I know now that dancing comes from having much joy.
And when everyone has enough to eat, everyone will dance, especially Howard.
--p. 142, UH-OH
* * * *
My colleague, who, with time would become my friend, called me a "God driven man who
cannot find God." I still don't know what he meant. But over the decades my search
has driven me on. I still am not comfortable with the word "God." I still distrust
the human tendency to believe that once you can give a label or a name to something,
you have domesticated it and bent it to your will. The sacred, for me, is too wild
and vast and unknowable ever to be tamed or bent or labeled or named. But this I
have come to believe after the passage of all these driving years: There is in this universe
a process at work which is the source of all value and of every human good.

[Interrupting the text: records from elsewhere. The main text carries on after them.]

use std::io::{self, Read, Write};
use std::net::IpAddr;
use std::process::ExitCode;
use std::sync::Arc;
use std::thread;

use clap::{ArgAction, Args, Parser, Subcommand};
use tracing_subscriber::EnvFilter;
use weft::client::{split_host_port, DEFAULT_PORT};
use weft::{
    CipherSuite, Config, ConfigBuilder, Connection, DhParameters, Error, Identity,
    ProtocolVersion, Result, TlsClient, TlsServer,
};

/// TLS 1.2 and TLS 1.3 client and server.
#[derive(Parser)]
#[command(name = "weft")]
#[command(version, about, long_about = None)]
struct Cli {
    /// More logging (-v info, -vv debug, -vvv trace). RUST_LOG overrides.
    #[arg(short, long, action = ArgAction::Count, global = true)]
    verbose: u8,

    #[command(subcommand)]
    command: Commands,
}

#[derive(Subcommand)]
enum Commands {
    /// Connect to a server, send standard input, print the reply.
    Client {
        /// host[:port] to connect to (default port 443).
        #[arg(long)]
        connect: String,
        /// Server name to send; defaults to the host unless it is an address.
        #[arg(long)]
        server_name: Option<String>,
        #[command(flatten)]
        tls: TlsArgs,
    },
    /// Accept connections and echo what each client sends.
    Server {
        /// Address to listen on, e.g. 0.0.0.0:4433.
        #[arg(long)]
        address: String,
        /// PEM file holding the certificate chain and the private key.
        #[arg(long)]
        certificate: String,
        /// PEM file with DH parameters for DHE suites.
        #[arg(long, alias = "dhParameters")]
        dh_parameters: Option<String>,
        #[command(flatten)]
        tls: TlsArgs,
    },
}

#[derive(Args)]
struct TlsArgs {
    /// Only use this TLS version ("1.2" or "1.3").
    #[arg(long, alias = "TLSVersion", value_parser = parse_version)]
    tls_version: Option<ProtocolVersion>,
    /// Only use this cipher suite (IANA name, e.g. TLS_AES_128_GCM_SHA256).
    #[arg(long, alias = "cipherSuite", value_parser = parse_cipher_suite)]
    cipher_suite: Option<CipherSuite>,
}

fn parse_version(s: &str) -> std::result::Result<ProtocolVersion, String> {
    let lower = s.to_ascii_lowercase();
    let number = lower
        .strip_prefix("tlsv")
        .or_else(|| lower.strip_prefix("tls"))
        .unwrap_or(&lower);
    match number {
        "1.2" => Ok(ProtocolVersion::Tls12),
        "1.3" => Ok(ProtocolVersion::Tls13),
        _ => Err(format!("unsupported TLS version '{}' (use 1.2 or 1.3)", s)),
    }
}

fn parse_cipher_suite(s: &str) -> std::result::Result<CipherSuite, String> {
    CipherSuite::from_name(s).ok_or_else(|| format!("unknown cipher suite '{}'", s))
}

impl TlsArgs {
    fn apply(&self, mut builder: ConfigBuilder) -> ConfigBuilder {
        let version = self.tls_version.or_else(|| {
            let suite = self.cipher_suite?.descriptor()?;
            Some(if suite.is_tls13() {
                ProtocolVersion::Tls13
            } else {
                ProtocolVersion::Tls12
            })
        });
        if let Some(version) = version {
            builder = builder.with_protocol_versions(&[version]);
        }
        if let Some(suite) = self.cipher_suite {
            builder = builder.with_cipher_suites(&[suite]);
        }
        builder
    }
}

fn init_tracing(verbose: u8) {
    let level = match verbose {
        0 => "warn",
        1 => "info",
        2 => "debug",
        _ => "trace",
    };
    let filter = EnvFilter::try_from_default_env().unwrap_or_else(|_| EnvFilter::new(level));
    tracing_subscriber::fmt()
        .with_env_filter(filter)
        .with_writer(io::stderr)
        .init();
}

fn run_client(connect: &str, server_name: Option<String>, tls: &TlsArgs) -> Result<()> {
    let (host, port) = split_host_port(connect, DEFAULT_PORT)?;
    let server_name = server_name.or_else(|| host.parse::<IpAddr>().is_err().then(|| host.clone()));

    let mut builder = tls.apply(Config::builder(weft::default_provider()));
    if let Some(name) = &server_name {
        builder = builder.with_server_name(name.as_str());
    }
    let config = Arc::new(builder.build()?);

    let mut client = TlsClient::connect((host.as_str(), port), config)?;
    let connection = client.connection();
    eprintln!(
        "Connected to {}:{} using {} with {}",
        host,
        port,
        connection.protocol_version().map_or("?", |v| v.name()),
        connection.cipher_suite().map_or("?", |s| s.name()),
    );

    let mut request = Vec::new();
    io::stdin().read_to_end(&mut request)?;
    if !request.is_empty() {
        client.write_all(&request)?;
    }
    // The server answers our close_notify with its own once it has
    // echoed everything.
    client.close()?;

    let mut stdout = io::stdout().lock();
    let mut buf = [0u8; 16384];
    loop {
        let n = client.read(&mut buf)?;
        if n == 0 {
            break;
        }
        stdout.write_all(&buf[..n])?;
        stdout.flush()?;
    }
    Ok(())
}

fn run_server(
    address: &str,
    certificate: &str,
    dh_parameters: Option<&str>,
    tls: &TlsArgs,
) -> Result<()> {
    let mut builder = tls
        .apply(Config::builder(weft::default_provider()))
        .with_identity(Identity::from_pem_file(certificate)?);
    if let Some(path) = dh_parameters {
        let text = std::fs::read_to_string(path)
            .map_err(|e| Error::InvalidConfig(format!("{}: {}", path, e)))?;
        builder = builder.with_dh_parameters(DhParameters::from_pem(&text)?);
    }
    let server = TlsServer::bind(address, Arc::new(builder.build()?))?;
    eprintln!("Listening on {}", server.local_addr()?);

    loop {
        match server.accept() {
            Ok((connection, peer)) => {
                thread::spawn(move || match echo(connection) {
                    Ok(bytes) => tracing::info!(%peer, bytes, "connection closed"),
                    Err(e) => tracing::warn!(%peer, error = %e, "connection failed"),
                });
            },
            Err(e) => tracing::warn!(error = %e, "handshake failed"),
        }
    }
}

fn echo<T: weft::weft_core::Transport>(mut connection: Connection<T>) -> Result<usize> {
    let mut total = 0;
    let mut buf = [0u8; 16384];
    loop {
        let n = connection.read_application_data(&mut buf)?;
        if n == 0 {
            break;
        }
        connection.write_application_data(&buf[..n])?;
        total += n;
    }
    connection.close()?;
    Ok(total)
}

fn main() -> ExitCode {
    let cli = match Cli::try_parse() {
        Ok(cli) => cli,
        Err(e) => {
            let _ = e.print();
            return if e.use_stderr() {
                ExitCode::FAILURE
            } else {
                ExitCode::SUCCESS
            };
        },
    };
    init_tracing(cli.verbose);

    let result = match cli.command {
        Commands::Client {
            connect,
            server_name,
            tls,
        } => run_client(&connect, server_name, &tls),
        Commands::Server {
            address,
            certificate,
            dh_parameters,
            tls,
        } => run_server(&address, &certificate, dh_parameters.as_deref(), &tls),
    };

    match result {
        Ok(()) => ExitCode::SUCCESS,
        Err(e) => {
            eprintln!("Error: {}", e);
            ExitCode::FAILURE
        },
    }
}

#[cfg(test)]
mod tests {
    use super::*;

    #[test]
    fn test_parse_version() {
        assert_eq!(parse_version("1.2"), Ok(ProtocolVersion::Tls12));
        assert_eq!(parse_version("TLSv1.3"), Ok(ProtocolVersion::Tls13));
        assert!(parse_version("1.1").is_err());
    }

    #[test]
    fn test_camel_case_aliases() {
        let cli = Cli::try_parse_from([
            "weft",
            "client",
            "--connect",
            "localhost:4433",
            "--TLSVersion",
            "1.2",
            "--cipherSuite",
            "TLS_ECDHE_RSA_WITH_AES_128_GCM_SHA256",
        ])
        .unwrap();
        let Commands::Client { tls, .. } = cli.command else {
            panic!("client expected");
        };
        assert_eq!(tls.tls_version, Some(ProtocolVersion::Tls12));
        assert_eq!(tls.cipher_suite, Some(CipherSuite::EcdheRsaWithAes128GcmSha256));
    }

    #[test]
    fn test_server_requires_certificate() {
        assert!(Cli::try_parse_from(["weft", "server", "--address", "0.0.0.0:4433"]).is_err());
    }

    #[test]
    fn test_suite_implies_version() {
        let tls = TlsArgs {
            tls_version: None,
            cipher_suite: Some(CipherSuite::Tls13ChaCha20Poly1305Sha256),
        };
        let config = tls.apply(Config::builder(weft::default_provider())).build().unwrap();
        assert_eq!(config.protocol_versions, vec![ProtocolVersion::Tls13]);
        assert_eq!(config.cipher_suites, vec![CipherSuite::Tls13ChaCha20Poly1305Sha256]);
    }
}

This
process is the same force which exploded into being an entire universe out of the
void, out of a timeless point of singularity, the same force which set the stars to burning
in the vast emptiness of space, the same force which set the planets spinning around
how many stars, the same force which tamed the fire of those stars to the uses of
life and called it forth on this small planet and how many others.
The same process at work in our lives calls us to self-conscious awareness and to
responsible living in the context of an ever expanding understanding of this living
earth, and each other, and ourselves. This process is not in our control, nor has
it ever been nor will it ever be, but it is a process which has the power to transform us
as we cannot transform ourselves, to refine our vision and our understanding, to
deepen our compassion when we open ourselves to it, see ourselves as expressions
of its drive for self conscious awareness, understand ourselves as central to the process by
which meaning emerges and expands and grows.
And I have come to believe that the religious life is defined by a conscious commitment
to live in terms of that process, seeking always to enlarge the realm of understanding
and compassion and responsibility, knowing always that the sacred process is more than we can understand at any given moment and that no name or description will ever
be large enough or strong enough to capture the reality which continually incarnates
itself in the world and in every part of the world but which cannot be captured by
any words, which is comprehended if at all only in fleeting glimpses and half seen visions.
It is unlikely that I shall ever be comfortable with the word God. It makes me sound
as though I know more than I know, understand more than I understand, believe more
than I believe. But my friend is probably right; it is unlikely that I shall ever
cease the search.
The sermon in a Unitarian Universalist setting is never the last word
on any subject, but rather an invitation to further dialog.